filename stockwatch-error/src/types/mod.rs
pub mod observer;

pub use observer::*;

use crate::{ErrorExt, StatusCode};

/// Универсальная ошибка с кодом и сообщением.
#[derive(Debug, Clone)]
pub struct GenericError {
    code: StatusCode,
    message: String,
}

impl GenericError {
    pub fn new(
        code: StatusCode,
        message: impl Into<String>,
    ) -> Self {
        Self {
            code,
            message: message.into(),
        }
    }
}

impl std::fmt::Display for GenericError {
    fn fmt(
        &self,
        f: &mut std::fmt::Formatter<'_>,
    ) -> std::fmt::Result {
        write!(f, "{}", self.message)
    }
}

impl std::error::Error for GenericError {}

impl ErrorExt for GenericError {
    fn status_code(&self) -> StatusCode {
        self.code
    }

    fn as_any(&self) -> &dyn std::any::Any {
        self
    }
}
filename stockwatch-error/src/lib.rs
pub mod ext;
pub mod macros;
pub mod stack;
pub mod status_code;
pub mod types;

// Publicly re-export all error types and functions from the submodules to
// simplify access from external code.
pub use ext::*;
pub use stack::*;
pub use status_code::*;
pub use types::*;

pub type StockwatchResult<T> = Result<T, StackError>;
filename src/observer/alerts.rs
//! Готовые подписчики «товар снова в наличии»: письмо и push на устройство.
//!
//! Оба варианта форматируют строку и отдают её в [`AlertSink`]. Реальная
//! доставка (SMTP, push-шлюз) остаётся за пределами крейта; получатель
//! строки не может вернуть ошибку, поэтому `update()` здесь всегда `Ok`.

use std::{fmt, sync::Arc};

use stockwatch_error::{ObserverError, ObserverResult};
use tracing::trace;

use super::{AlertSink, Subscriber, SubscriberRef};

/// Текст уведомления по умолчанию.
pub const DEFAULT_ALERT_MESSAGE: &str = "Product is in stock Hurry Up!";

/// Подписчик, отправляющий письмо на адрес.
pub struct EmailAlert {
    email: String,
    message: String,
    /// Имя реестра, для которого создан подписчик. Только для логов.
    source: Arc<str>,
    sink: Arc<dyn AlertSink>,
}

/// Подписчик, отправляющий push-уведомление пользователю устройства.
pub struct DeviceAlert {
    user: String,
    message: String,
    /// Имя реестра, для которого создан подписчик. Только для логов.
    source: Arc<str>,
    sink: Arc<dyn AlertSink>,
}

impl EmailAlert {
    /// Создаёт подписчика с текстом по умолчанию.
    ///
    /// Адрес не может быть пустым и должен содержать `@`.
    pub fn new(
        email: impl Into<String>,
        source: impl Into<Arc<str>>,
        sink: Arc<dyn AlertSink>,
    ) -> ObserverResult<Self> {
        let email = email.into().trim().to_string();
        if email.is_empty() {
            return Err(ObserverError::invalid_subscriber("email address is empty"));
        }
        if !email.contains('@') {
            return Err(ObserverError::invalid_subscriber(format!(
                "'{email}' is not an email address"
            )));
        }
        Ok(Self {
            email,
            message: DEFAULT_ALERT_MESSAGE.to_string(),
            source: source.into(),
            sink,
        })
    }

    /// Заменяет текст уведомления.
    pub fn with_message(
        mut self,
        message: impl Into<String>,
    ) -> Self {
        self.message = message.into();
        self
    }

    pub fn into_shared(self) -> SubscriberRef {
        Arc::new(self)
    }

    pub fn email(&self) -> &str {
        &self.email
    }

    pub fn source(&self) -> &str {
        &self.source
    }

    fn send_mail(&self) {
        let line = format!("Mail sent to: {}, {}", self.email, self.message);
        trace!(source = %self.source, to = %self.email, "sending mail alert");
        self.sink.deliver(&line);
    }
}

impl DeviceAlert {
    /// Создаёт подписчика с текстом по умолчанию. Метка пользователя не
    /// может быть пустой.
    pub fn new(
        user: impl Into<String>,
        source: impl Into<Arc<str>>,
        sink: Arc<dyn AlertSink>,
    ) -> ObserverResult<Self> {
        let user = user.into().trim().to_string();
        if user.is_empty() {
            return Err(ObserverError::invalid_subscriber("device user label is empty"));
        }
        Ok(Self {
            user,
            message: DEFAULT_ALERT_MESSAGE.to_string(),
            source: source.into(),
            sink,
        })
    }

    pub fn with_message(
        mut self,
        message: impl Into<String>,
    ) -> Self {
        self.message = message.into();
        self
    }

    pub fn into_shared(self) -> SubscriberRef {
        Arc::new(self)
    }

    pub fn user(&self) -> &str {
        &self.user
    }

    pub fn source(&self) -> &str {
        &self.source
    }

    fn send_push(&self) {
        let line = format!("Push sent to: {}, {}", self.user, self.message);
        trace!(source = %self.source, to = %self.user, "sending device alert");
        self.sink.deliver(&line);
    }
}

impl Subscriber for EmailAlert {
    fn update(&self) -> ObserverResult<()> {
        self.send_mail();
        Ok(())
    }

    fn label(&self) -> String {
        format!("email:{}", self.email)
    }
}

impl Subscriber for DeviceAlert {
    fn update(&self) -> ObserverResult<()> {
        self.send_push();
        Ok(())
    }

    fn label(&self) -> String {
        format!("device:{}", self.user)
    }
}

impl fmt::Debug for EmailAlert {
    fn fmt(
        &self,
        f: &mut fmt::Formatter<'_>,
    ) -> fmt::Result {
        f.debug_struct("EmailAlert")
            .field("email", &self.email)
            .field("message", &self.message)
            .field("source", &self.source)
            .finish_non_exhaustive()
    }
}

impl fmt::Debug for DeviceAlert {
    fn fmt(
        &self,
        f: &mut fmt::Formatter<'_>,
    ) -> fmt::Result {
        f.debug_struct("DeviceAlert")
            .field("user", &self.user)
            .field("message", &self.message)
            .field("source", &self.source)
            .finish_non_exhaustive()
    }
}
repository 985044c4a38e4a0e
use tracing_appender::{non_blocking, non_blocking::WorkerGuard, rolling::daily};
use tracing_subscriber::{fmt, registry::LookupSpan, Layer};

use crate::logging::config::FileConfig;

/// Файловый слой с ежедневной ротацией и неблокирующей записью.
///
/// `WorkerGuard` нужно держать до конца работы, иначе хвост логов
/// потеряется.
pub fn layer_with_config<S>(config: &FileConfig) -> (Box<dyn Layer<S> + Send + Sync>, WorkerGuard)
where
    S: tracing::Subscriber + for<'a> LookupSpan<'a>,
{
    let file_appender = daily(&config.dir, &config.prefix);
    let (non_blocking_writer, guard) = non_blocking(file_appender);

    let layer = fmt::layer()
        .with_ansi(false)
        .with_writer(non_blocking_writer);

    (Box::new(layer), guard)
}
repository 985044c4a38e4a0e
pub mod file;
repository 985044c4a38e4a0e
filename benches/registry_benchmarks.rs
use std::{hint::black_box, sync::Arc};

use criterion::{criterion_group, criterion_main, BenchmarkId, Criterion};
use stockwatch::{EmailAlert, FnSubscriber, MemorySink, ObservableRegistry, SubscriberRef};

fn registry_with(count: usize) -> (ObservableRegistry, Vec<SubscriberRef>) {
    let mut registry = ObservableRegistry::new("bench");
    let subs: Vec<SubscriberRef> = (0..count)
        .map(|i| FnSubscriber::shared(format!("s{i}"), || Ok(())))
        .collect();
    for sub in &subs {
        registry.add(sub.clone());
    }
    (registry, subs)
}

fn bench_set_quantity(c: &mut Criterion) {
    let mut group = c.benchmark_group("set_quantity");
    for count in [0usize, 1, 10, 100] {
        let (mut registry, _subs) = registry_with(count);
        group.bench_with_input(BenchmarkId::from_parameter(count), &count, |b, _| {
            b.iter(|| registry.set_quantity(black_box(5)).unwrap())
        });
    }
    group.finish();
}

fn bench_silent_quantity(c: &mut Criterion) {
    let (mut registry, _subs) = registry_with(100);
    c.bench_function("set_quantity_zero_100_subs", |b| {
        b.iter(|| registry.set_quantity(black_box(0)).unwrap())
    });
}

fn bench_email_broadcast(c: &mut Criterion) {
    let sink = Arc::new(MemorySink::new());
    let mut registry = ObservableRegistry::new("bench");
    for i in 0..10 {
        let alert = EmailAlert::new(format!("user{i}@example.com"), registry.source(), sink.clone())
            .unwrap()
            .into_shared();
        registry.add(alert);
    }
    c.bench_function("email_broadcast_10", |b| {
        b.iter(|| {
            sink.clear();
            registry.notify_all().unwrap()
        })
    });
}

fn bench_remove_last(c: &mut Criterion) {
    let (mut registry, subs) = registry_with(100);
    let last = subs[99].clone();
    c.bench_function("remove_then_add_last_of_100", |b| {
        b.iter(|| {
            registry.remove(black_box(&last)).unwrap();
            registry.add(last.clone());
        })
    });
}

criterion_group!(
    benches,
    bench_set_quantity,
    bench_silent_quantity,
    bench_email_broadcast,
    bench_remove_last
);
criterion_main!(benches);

· · · · · · ·

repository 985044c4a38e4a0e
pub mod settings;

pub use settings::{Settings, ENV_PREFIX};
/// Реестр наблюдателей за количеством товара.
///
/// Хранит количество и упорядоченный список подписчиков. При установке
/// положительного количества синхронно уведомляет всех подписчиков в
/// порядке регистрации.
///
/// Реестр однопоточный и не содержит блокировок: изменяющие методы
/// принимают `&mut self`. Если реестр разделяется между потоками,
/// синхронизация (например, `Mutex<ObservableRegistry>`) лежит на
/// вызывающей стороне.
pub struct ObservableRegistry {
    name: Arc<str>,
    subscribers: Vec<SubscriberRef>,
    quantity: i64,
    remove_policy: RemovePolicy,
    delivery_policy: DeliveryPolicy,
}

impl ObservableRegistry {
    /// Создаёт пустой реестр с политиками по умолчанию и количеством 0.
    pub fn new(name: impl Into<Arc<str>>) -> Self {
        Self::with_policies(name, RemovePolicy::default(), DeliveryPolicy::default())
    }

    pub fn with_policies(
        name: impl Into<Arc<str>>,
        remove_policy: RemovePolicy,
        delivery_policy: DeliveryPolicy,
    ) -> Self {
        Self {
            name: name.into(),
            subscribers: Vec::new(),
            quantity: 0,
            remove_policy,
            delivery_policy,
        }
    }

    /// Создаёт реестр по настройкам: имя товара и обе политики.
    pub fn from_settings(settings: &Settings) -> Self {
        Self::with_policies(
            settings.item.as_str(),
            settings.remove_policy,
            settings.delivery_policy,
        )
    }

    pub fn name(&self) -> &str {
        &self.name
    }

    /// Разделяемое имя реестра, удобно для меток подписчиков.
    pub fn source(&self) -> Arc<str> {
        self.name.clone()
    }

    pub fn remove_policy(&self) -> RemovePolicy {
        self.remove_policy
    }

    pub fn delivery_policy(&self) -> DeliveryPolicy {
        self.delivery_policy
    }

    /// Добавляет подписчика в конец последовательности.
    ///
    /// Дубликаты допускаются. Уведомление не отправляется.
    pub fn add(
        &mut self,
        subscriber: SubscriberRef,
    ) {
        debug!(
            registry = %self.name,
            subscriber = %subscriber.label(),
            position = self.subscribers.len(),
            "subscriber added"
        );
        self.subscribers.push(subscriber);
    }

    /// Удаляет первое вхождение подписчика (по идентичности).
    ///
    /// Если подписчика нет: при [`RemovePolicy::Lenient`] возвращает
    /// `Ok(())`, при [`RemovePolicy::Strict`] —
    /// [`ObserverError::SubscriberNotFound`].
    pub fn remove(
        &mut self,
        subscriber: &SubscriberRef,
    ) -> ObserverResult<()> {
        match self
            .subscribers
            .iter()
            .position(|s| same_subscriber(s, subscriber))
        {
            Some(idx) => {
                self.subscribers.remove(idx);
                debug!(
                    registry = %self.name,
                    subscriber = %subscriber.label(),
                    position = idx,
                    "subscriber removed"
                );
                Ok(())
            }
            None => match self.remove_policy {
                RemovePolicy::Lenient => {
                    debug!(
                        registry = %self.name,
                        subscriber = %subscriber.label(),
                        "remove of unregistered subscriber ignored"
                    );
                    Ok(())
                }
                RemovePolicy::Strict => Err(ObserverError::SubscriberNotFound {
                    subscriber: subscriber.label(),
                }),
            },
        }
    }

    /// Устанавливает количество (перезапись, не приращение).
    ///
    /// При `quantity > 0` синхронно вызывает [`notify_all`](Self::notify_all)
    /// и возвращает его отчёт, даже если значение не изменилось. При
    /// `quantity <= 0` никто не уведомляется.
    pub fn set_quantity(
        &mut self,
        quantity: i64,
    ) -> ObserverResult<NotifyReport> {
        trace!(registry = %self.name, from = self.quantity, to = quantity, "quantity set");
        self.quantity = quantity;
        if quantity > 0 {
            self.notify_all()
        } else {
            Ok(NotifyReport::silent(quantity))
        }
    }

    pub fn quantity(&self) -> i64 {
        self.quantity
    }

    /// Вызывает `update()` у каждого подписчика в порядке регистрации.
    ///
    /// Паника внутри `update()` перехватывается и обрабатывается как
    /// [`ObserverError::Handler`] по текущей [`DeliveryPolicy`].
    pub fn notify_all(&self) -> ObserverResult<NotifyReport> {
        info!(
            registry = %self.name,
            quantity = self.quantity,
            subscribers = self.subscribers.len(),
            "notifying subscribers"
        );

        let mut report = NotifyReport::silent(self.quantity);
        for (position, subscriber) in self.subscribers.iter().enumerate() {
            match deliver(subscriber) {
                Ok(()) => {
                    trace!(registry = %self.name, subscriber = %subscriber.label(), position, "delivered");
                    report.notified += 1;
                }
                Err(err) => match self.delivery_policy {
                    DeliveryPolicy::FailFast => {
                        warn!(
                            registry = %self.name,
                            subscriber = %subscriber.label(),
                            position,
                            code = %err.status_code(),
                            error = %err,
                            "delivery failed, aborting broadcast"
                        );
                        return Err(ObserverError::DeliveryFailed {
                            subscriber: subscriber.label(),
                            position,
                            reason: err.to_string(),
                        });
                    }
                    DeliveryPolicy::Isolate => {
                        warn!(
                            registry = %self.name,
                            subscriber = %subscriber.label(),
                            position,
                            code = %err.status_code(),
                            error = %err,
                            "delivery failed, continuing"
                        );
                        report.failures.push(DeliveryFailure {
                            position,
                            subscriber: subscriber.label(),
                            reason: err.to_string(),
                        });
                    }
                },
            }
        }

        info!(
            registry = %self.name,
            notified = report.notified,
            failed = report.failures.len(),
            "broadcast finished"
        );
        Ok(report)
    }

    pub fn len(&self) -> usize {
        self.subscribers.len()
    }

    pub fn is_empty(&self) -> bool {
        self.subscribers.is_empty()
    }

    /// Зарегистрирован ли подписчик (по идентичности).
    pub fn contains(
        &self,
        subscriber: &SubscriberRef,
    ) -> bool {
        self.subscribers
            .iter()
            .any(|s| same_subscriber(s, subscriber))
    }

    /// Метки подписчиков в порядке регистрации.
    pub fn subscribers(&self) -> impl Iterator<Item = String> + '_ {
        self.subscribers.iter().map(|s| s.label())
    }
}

· · · · · · ·

TASK DIRECTIONS. Once you have checked every line of the material above, return the ones that hold the string "FnSubscriber".

YOUR SOLUTION.
use stockwatch::{EmailAlert, FnSubscriber, MemorySink, ObservableRegistry, SubscriberRef};
        .map(|i| FnSubscriber::shared(format!("s{i}"), || Ok(())))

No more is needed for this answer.